══ Data records

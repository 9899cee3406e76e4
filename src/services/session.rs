//! Server-side session resolution for bearer identities

use std::sync::Arc;

use async_trait::async_trait;
use serde::{Deserialize, Serialize};
use utoipa::ToSchema;

use crate::{
    error::AppResult,
    guard::{GuardDecision, RoleGuard},
    models::account::UserClaims,
    session::{AccountDirectory, Identity, IdentityProvider, Session, SessionOutcome, SessionResolver},
};

impl From<&UserClaims> for Identity {
    fn from(claims: &UserClaims) -> Self {
        Identity {
            subject: claims.sub.clone(),
            email: Some(claims.email.clone()).filter(|e| !e.is_empty()),
            metadata: claims.metadata.clone(),
        }
    }
}

/// Identity carried by a verified token (or by nothing at all)
struct TokenIdentity(Option<Identity>);

#[async_trait]
impl IdentityProvider for TokenIdentity {
    async fn current_identity(&self) -> AppResult<Option<Identity>> {
        Ok(self.0.clone())
    }
}

/// Body of `GET /auth/session`
#[derive(Debug, Clone, PartialEq, Serialize, Deserialize, ToSchema)]
pub struct SessionInfo {
    pub email: Option<String>,
    /// Normalized role, empty when it could not be resolved
    pub role: String,
    pub privileged: bool,
    pub landing_route: String,
}

#[derive(Clone)]
pub struct SessionService {
    directory: Arc<dyn AccountDirectory>,
    guard: Arc<RoleGuard>,
}

impl SessionService {
    pub fn new(directory: Arc<dyn AccountDirectory>, guard: Arc<RoleGuard>) -> Self {
        Self { directory, guard }
    }

    pub async fn resolve(&self, claims: Option<&UserClaims>) -> SessionOutcome {
        let identity = TokenIdentity(claims.map(Identity::from));
        SessionResolver::new(identity, self.directory.clone())
            .resolve()
            .await
    }

    pub fn describe(&self, session: &Session) -> SessionInfo {
        SessionInfo {
            email: session.email.clone(),
            role: session.role.clone(),
            privileged: self.guard.is_privileged(&session.role),
            landing_route: self.guard.landing_route().to_string(),
        }
    }

    pub fn evaluate(&self, session: &Session, path: &str) -> GuardDecision {
        self.guard.evaluate(&session.role, path)
    }
}
//! Account model, registration requests and JWT claims

use chrono::{DateTime, Utc};
use serde::{Deserialize, Serialize};
use serde_json::{Map, Value};
use sqlx::FromRow;
use utoipa::ToSchema;
use uuid::Uuid;
use validator::Validate;

use super::enums::{AccountRole, ApprovalStatus};
use crate::filter::Searchable;

/// Staff account
#[derive(Debug, Clone, Serialize, Deserialize, FromRow, ToSchema)]
pub struct Account {
    pub id: Uuid,
    pub email: String,
    /// Employee identification number (NIP)
    pub employee_id: Option<String>,
    pub name: String,
    pub work_unit: Option<String>,
    pub role: AccountRole,
    pub status: ApprovalStatus,
    /// Hashed password (argon2)
    #[serde(skip_serializing, default)]
    pub password_hash: String,
    pub created_at: DateTime<Utc>,
    pub updated_at: DateTime<Utc>,
}

/// Self-registration request. New accounts wait for approval.
#[derive(Debug, Serialize, Deserialize, Validate, ToSchema)]
pub struct RegisterAccount {
    #[validate(email(message = "Invalid email format"))]
    pub email: String,
    #[validate(length(min = 8, message = "Password must be at least 8 characters"))]
    pub password: String,
    #[validate(length(min = 1, message = "Name is required"))]
    pub name: String,
    pub employee_id: Option<String>,
    pub work_unit: Option<String>,
}

/// Approve or reject an account
#[derive(Debug, Clone, Serialize, Deserialize, ToSchema)]
pub struct UpdateAccountStatus {
    pub status: ApprovalStatus,
}

/// Change the role of an account
#[derive(Debug, Clone, Serialize, Deserialize, ToSchema)]
pub struct UpdateAccountRole {
    pub role: AccountRole,
}

/// Field-level account change issued from the approval page
#[derive(Debug, Clone, Serialize, Deserialize)]
#[serde(untagged)]
pub enum AccountPatch {
    Status(UpdateAccountStatus),
    Role(UpdateAccountRole),
}

impl Searchable for Account {
    fn search_fields(&self) -> Vec<&str> {
        let mut fields = vec![self.name.as_str(), self.email.as_str()];
        fields.extend(self.employee_id.as_deref());
        fields
    }

    fn selector_value(&self) -> Option<&str> {
        Some(self.status.as_str())
    }
}

/// JWT Claims for authenticated identities
#[derive(Debug, Clone, Serialize, Deserialize)]
pub struct UserClaims {
    /// Account id
    pub sub: String,
    pub email: String,
    /// Identity-provider metadata; a `role` here is only a fallback for
    /// identities without an account row
    #[serde(default)]
    pub metadata: Map<String, Value>,
    pub exp: i64,
    pub iat: i64,
}

impl UserClaims {
    /// Build claims for an approved account. The role is not copied into the
    /// metadata: it is read from the account table on every request, so a
    /// deleted or demoted account loses its privileges immediately.
    pub fn for_account(account: &Account, expiration_hours: u64) -> Self {
        let now = Utc::now().timestamp();
        let mut metadata = Map::new();
        metadata.insert("name".to_string(), Value::String(account.name.clone()));

        Self {
            sub: account.id.to_string(),
            email: account.email.clone(),
            metadata,
            exp: now + (expiration_hours as i64 * 3600),
            iat: now,
        }
    }

    /// Create a new JWT token
    pub fn create_token(&self, secret: &str) -> Result<String, jsonwebtoken::errors::Error> {
        use jsonwebtoken::{encode, EncodingKey, Header};
        encode(
            &Header::default(),
            self,
            &EncodingKey::from_secret(secret.as_bytes()),
        )
    }

    /// Parse JWT token
    pub fn from_token(token: &str, secret: &str) -> Result<Self, jsonwebtoken::errors::Error> {
        use jsonwebtoken::{decode, DecodingKey, Validation};
        let token_data = decode::<Self>(
            token,
            &DecodingKey::from_secret(secret.as_bytes()),
            &Validation::default(),
        )?;
        Ok(token_data.claims)
    }
}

════

Reproduce every line in the records above that contains the word "errors".

■ **Your solution**:
    pub fn create_token(&self, secret: &str) -> Result<String, jsonwebtoken::errors::Error> {
    pub fn from_token(token: &str, secret: &str) -> Result<Self, jsonwebtoken::errors::Error> {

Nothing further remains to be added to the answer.